Australian Dollar – AUDUSD
The Aussie dollar appreciated over $0.7150, hitting its highest levels in three weeks, as strong retail sales data for April showed consumers held up well despite surging inflation, setting the stage for further increases in interest rates. Since completing a 5 at the psychological 80 level it had fallen & continued to correct under the weekly cloud in emotive fashion. The Australian dollar fell to a test of the lows of 0.6800 at 4/8 China lockdown fears and AUDUSD forwards before finding support. The Aussie rallied back over .70 heading into the weekend elections. Support is the Murrey Math Levels. Resistance also the Cloud, Tenkan and Kijun like many commodities.
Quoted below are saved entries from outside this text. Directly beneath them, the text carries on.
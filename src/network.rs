//! Network
//!
//! Owns the layer arena, wires the graph, and drives the forward and backward
//! passes over the propagation order. Hyper-parameters are network-level
//! scalars shared by every learning layer.

use std::sync::Arc;

use crate::context::Context;
use crate::layers::{Activation, ConvInit, Layer, LayerId, PrevView, Shape};
use crate::schedule;

/// Shared learning hyper-parameters, each in `[0, 1]`.
#[derive(Clone, Copy, Debug)]
pub struct Hyper {
    /// Learning rate.
    pub rate: f32,
    /// Momentum of the delta moving average.
    pub momentum: f32,
    /// Multiplicative weight decay applied each update; `1.0` disables it.
    pub decay: f32,
}

impl Default for Hyper {
    fn default() -> Self {
        Self {
            rate: 0.01,
            momentum: 0.9,
            decay: 1.0,
        }
    }
}

/// A layer graph bound to one compute context.
///
/// Layers are created and wired by identity, compiled lazily as a whole, and
/// released together with the network.
pub struct Network {
    ctx: Arc<Context>,
    layers: Vec<Layer>,
    order: Vec<LayerId>,
    compiled: bool,
    hyper: Hyper,
    loss: f32,
    avg_loss: f32,
}

impl Network {
    /// An empty graph bound to a context.
    pub fn new(ctx: Arc<Context>) -> Self {
        Self {
            ctx,
            layers: Vec::new(),
            order: Vec::new(),
            compiled: false,
            hyper: Hyper::default(),
            loss: 0.0,
            // Sentinel: replaced by the first observed loss.
            avg_loss: -1.0,
        }
    }

    // ========================================================================
    // GRAPH CONSTRUCTION
    // ========================================================================

    fn append(&mut self, layer: Layer) -> LayerId {
        assert!(!self.compiled, "graph construction after compile");
        let id = LayerId(self.layers.len());
        self.layers.push(layer);
        id
    }

    /// Append an input layer of the given shape.
    pub fn create_input(&mut self, width: usize, height: usize, depth: usize) -> LayerId {
        let label = format!("input{}", self.layers.len());
        self.append(Layer::new_input(label, Shape::new(width, height, depth)))
    }

    /// Append a fully-connected layer.
    pub fn create_dense(
        &mut self,
        width: usize,
        height: usize,
        depth: usize,
        activation: Activation,
    ) -> LayerId {
        let label = format!("dense{}", self.layers.len());
        self.append(Layer::new_dense(
            label,
            Shape::new(width, height, depth),
            activation,
        ))
    }

    /// Append a convolution layer with a `(2·range + 1)²` kernel and
    /// `filters` output channels; its plane extent mirrors the predecessor.
    pub fn create_conv(
        &mut self,
        range: usize,
        filters: usize,
        activation: Activation,
        init: ConvInit,
    ) -> LayerId {
        let label = format!("conv{}", self.layers.len());
        self.append(Layer::new_conv(label, range, filters, activation, init))
    }

    /// Append an output (loss) layer; its shape mirrors the predecessor.
    pub fn create_output(&mut self) -> LayerId {
        let label = format!("output{}", self.layers.len());
        self.append(Layer::new_output(label))
    }

    /// Wire `from` as a predecessor of `to`.
    pub fn connect(&mut self, from: LayerId, to: LayerId) {
        assert!(!self.compiled, "graph construction after compile");
        assert!(from != to, "layer connected to itself");
        self.layer(from);
        self.layer(to);
        self.layers[to.0].core.prev.push(from);
        self.layers[from.0].core.next.push(to);
    }

    fn layer(&self, id: LayerId) -> &Layer {
        self.layers.get(id.0).expect("layer id out of range")
    }

    // ========================================================================
    // HYPER-PARAMETERS
    // ========================================================================

    /// Set the learning rate, in `[0, 1]`.
    pub fn set_rate(&mut self, rate: f32) {
        assert!((0.0..=1.0).contains(&rate), "rate out of [0, 1]");
        self.hyper.rate = rate;
    }

    /// Set the delta-average momentum, in `[0, 1]`.
    pub fn set_momentum(&mut self, momentum: f32) {
        assert!((0.0..=1.0).contains(&momentum), "momentum out of [0, 1]");
        self.hyper.momentum = momentum;
    }

    /// Set the weight decay factor, in `[0, 1]`; `1.0` disables decay.
    pub fn set_decay(&mut self, decay: f32) {
        assert!((0.0..=1.0).contains(&decay), "decay out of [0, 1]");
        self.hyper.decay = decay;
    }

    /// The current hyper-parameter set.
    pub fn hyper(&self) -> Hyper {
        self.hyper
    }

    // ========================================================================
    // COMPILATION & SCHEDULING
    // ========================================================================

    /// Compile every layer and derive the propagation order. Idempotent.
    ///
    /// The order is built first (reverse BFS from the output roots) and
    /// layers compile along it, so a predecessor's buffers always exist when
    /// a dependent layer captures them in its bind groups.
    pub fn compile(&mut self) {
        if self.compiled {
            return;
        }
        assert!(!self.layers.is_empty(), "compile of an empty network");

        let roots: Vec<LayerId> = self
            .layers
            .iter()
            .enumerate()
            .filter(|(_, l)| l.core.next.is_empty())
            .map(|(i, _)| LayerId(i))
            .collect();
        assert!(!roots.is_empty(), "network has no output roots");

        let layers = &self.layers;
        self.order = schedule::build_order(&roots, |id| layers[id.0].core.prev.clone());
        assert_eq!(
            self.order.len(),
            self.layers.len(),
            "unreachable layers in the graph"
        );

        for idx in 0..self.order.len() {
            let id = self.order[idx];
            let prev_view = self.prev_view(id);
            self.layers[id.0].compile(&self.ctx, prev_view.as_ref());
        }
        self.compiled = true;
        log::debug!(
            "network compiled: {} layers, order {:?}",
            self.layers.len(),
            self.order
        );
    }

    /// View of a layer's first predecessor, if it has one. The current layer
    /// kinds consume at most one.
    fn prev_view(&self, id: LayerId) -> Option<PrevView> {
        let prev_id = *self.layers[id.0].core.prev.first()?;
        let prev = &self.layers[prev_id.0].core;
        assert!(
            prev.compiled,
            "predecessor '{}' compiles after its dependent",
            prev.label
        );
        Some(PrevView {
            value: prev.value.clone().unwrap(),
            gradient: prev.gradient.clone().unwrap(),
            shape: prev.shape,
        })
    }

    // ========================================================================
    // EXECUTION
    // ========================================================================

    /// Walk the propagation order forward.
    pub fn forward(&mut self) {
        self.compile();
        for idx in 0..self.order.len() {
            let id = self.order[idx];
            self.layers[id.0].forward(&self.ctx);
        }
    }

    /// Clear gradients, walk the propagation order in reverse, and update the
    /// loss statistics from the output layers' contributions.
    pub fn backward(&mut self) {
        self.compile();
        for layer in &mut self.layers {
            layer.clear_gradient(&self.ctx);
        }

        let mut loss = 0.0;
        for idx in (0..self.order.len()).rev() {
            let id = self.order[idx];
            if let Some(contribution) = self.layers[id.0].backward(&self.ctx, &self.hyper) {
                loss += contribution;
            }
        }
        self.loss = loss;
        self.avg_loss = smooth_loss(self.avg_loss, loss);
        if !loss.is_finite() {
            log::warn!("loss diverged: {}", loss);
        }
    }

    // ========================================================================
    // DATA INGESTION & READBACK
    // ========================================================================

    /// Write floats into an input layer; `data.len()` must equal the layer
    /// size.
    pub fn set_input_data(&mut self, id: LayerId, data: &[f32]) {
        self.compile();
        self.layers[id.0].set_input_data(&self.ctx, data);
    }

    /// Byte-normalized ingestion: each byte is divided by 255.
    pub fn set_input_bytes(&mut self, id: LayerId, data: &[u8]) {
        let floats: Vec<f32> = data.iter().map(|&b| b as f32 / 255.0).collect();
        self.set_input_data(id, &floats);
    }

    /// Write target values into an output layer; synchronized before any
    /// later backward pass reads them.
    pub fn set_truth(&mut self, id: LayerId, data: &[f32]) {
        self.compile();
        self.layers[id.0].set_truth(&self.ctx, data);
    }

    /// Synchronous readback of a layer's full value vector.
    pub fn get_data(&mut self, id: LayerId) -> Vec<f32> {
        self.compile();
        let layer = &self.layers[id.0];
        layer.load_value(&self.ctx, 0, layer.core.size())
    }

    /// Synchronous readback of a layer's gradient vector, for diagnostics.
    pub fn get_gradient(&mut self, id: LayerId) -> Vec<f32> {
        self.compile();
        self.layers[id.0].load_gradient(&self.ctx)
    }

    /// Overwrite a layer's weights, e.g. to inject known coefficients.
    pub fn set_weights(&mut self, id: LayerId, data: &[f32]) {
        self.compile();
        self.layers[id.0].write_weights(&self.ctx, data);
    }

    /// Overwrite a layer's bias vector.
    pub fn set_bias(&mut self, id: LayerId, data: &[f32]) {
        self.compile();
        self.layers[id.0].write_bias(&self.ctx, data);
    }

    /// Flat size of a layer.
    pub fn layer_size(&self, id: LayerId) -> usize {
        self.layer(id).core.size()
    }

    /// Weight count of a layer (0 until compile resolves it).
    pub fn layer_weight_count(&self, id: LayerId) -> usize {
        self.layer(id).core.weight_count
    }

    /// Loss of the most recent backward pass.
    pub fn get_loss(&self) -> f32 {
        self.loss
    }

    /// Exponentially smoothed loss, `0.99·avg + 0.01·loss`, seeded by the
    /// first observation.
    pub fn get_average_loss(&self) -> f32 {
        self.avg_loss
    }

    /// The derived propagation order; valid only after compile.
    pub fn propagation_order(&self) -> &[LayerId] {
        assert!(self.compiled, "propagation order before compile");
        &self.order
    }
}

impl Drop for Network {
    fn drop(&mut self) {
        for layer in &mut self.layers {
            layer.release();
        }
    }
}

fn smooth_loss(avg: f32, loss: f32) -> f32 {
    if avg < 0.0 {
        loss
    } else {
        0.99 * avg + 0.01 * loss
    }
}

#[cfg(test)]
mod tests {
    use super::smooth_loss;

    #[test]
    fn first_loss_seeds_the_average() {
        assert_eq!(smooth_loss(-1.0, 0.5), 0.5);
    }

    #[test]
    fn later_losses_are_smoothed() {
        let l0 = 0.5;
        let l1 = 0.1;
        let avg = smooth_loss(smooth_loss(-1.0, l0), l1);
        assert!((avg - (0.99 * l0 + 0.01 * l1)).abs() < 1e-7);
    }

    #[test]
    fn hyper_defaults_are_in_range() {
        let h = super::Hyper::default();
        assert!((0.0..=1.0).contains(&h.rate));
        assert!((0.0..=1.0).contains(&h.momentum));
        assert!((0.0..=1.0).contains(&h.decay));
    }
}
New Zealand Dollar – NZDUSD
The Kiwi mirrored the AUD in its wave (iii) spit to lower channel wing. Momentum built from the cloud tap and rejected 50% Fib & 4/8 confluence. Kijun and Tenkan Resistance, which is pivotal. Support previous break spits and channel. We closed back over the old 61.8% break. Over the last four weeks, NZDUSD rose 0.69%. Over the last 12 months, its price fell by 10.82%.
Canadian Dollar – USDCAD
The Loonie has continued to benefit from the USD’s broad correction as an improving fundamental background for the CAD of strong growth, hawkish central bank, favorable terms of trade. Since the USDCAD reversed its surge over 1.30 to test the Tenkan below led by the AUD and NZD as it spat the weekly flat-topped triangle. Higher US yields has negated much of the oil price impacting direction. Watch flat Kijun and Tenkan. Use Fibs for support and resistance.
Mexican Peso USDMXN
The Mexican Peso continues in the long triangle and consolidates despite outside uncertainty from oil and high rates strengthening to 19.5 per USD the highest level since March of 2020 and tracking general strength in Latin American currencies. Banxico’s last meeting where policymakers signaled those stricter measures could be implemented to curb inflation back to the bank’s target after the bank hiked interest rates by 50bps to 7%, the highest level since the start of the pandemic. Use the Gann octave and the extension fibs to help measure the noise.
Turkish Lire USDTRY
The Turkish Lira slow decline continues after the wild 18-10 USDTRY swing last year reversed after falling in 3 waves to explode over the Tenkan, weekly cloud Kijun and 50wma below. The Murrey Math and Fib targets with last year’s Lire all-time lows in a hyper inflating collapse. The Turkish lira weakened further to the top of the channel closer to that all-time low of 18.4 hit in December, after the central bank left interest rates unchanged once again this month, despite inflation and recession worries. So far this year the lira has lost nearly 23% against the greenback, making it the worst performer in emerging markets.
Watch Central Banker and Geopolitics speeches, reports and rate moves.